Collected data entries
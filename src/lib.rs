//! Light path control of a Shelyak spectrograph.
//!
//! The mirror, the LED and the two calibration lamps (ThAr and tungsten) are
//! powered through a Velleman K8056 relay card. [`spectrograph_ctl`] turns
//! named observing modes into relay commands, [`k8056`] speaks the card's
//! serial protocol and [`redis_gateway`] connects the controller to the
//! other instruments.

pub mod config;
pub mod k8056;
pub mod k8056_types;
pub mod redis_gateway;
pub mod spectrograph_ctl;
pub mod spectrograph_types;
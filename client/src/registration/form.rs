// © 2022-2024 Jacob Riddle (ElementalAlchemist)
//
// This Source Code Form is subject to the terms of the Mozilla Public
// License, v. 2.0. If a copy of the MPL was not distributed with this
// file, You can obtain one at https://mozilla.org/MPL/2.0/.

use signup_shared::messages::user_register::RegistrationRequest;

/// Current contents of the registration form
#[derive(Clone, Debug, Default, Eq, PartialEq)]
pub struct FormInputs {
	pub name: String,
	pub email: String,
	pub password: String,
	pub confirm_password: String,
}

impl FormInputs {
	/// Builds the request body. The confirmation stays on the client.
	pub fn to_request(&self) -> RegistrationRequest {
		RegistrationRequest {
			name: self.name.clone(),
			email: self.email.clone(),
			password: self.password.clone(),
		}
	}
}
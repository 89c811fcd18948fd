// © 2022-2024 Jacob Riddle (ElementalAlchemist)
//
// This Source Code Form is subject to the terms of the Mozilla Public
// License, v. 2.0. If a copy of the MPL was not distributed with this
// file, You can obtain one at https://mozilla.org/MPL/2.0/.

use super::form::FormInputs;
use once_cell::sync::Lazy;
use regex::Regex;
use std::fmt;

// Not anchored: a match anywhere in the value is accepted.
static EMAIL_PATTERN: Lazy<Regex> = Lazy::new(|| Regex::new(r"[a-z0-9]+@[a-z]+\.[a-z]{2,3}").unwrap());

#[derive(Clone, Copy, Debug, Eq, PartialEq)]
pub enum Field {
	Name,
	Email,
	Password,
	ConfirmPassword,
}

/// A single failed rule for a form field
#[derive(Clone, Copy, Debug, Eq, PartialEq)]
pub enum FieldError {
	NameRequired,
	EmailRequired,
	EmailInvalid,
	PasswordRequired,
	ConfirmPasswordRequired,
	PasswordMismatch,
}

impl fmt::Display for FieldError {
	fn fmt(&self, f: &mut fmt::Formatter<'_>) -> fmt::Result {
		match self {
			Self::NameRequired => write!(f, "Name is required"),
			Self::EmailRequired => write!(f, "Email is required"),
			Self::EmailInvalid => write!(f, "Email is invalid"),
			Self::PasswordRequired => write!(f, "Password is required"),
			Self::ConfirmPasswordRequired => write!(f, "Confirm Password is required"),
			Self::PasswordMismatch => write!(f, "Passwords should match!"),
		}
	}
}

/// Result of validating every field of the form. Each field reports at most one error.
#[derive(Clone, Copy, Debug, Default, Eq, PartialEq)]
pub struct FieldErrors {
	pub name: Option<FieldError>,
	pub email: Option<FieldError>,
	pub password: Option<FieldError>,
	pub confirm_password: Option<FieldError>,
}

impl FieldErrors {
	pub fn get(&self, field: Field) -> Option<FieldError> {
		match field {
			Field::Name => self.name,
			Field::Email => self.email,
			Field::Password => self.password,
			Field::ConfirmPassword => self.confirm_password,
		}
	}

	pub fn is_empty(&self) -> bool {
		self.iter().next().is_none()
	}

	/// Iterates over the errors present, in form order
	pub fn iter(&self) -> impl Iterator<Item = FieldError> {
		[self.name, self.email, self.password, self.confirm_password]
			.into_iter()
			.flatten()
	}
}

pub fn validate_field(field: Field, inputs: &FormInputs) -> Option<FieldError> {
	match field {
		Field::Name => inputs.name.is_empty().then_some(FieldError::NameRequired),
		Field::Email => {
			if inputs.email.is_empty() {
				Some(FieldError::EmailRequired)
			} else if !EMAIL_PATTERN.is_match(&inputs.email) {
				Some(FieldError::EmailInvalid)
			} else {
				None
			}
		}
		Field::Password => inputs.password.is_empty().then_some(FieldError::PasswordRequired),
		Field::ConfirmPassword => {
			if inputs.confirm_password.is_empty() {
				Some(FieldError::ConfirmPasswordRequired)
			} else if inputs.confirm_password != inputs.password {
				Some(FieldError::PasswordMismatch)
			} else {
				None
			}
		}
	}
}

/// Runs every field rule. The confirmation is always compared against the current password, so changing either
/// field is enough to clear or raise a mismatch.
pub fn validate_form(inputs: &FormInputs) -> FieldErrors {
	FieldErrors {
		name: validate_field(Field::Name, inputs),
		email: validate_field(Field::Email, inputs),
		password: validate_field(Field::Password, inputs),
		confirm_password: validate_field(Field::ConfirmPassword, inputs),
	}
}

= Exercise instructions =
Each line above that includes "rule" should be shown.

= Final answer =
/// A single failed rule for a form field
/// Runs every field rule. The confirmation is always compared against the current password, so changing either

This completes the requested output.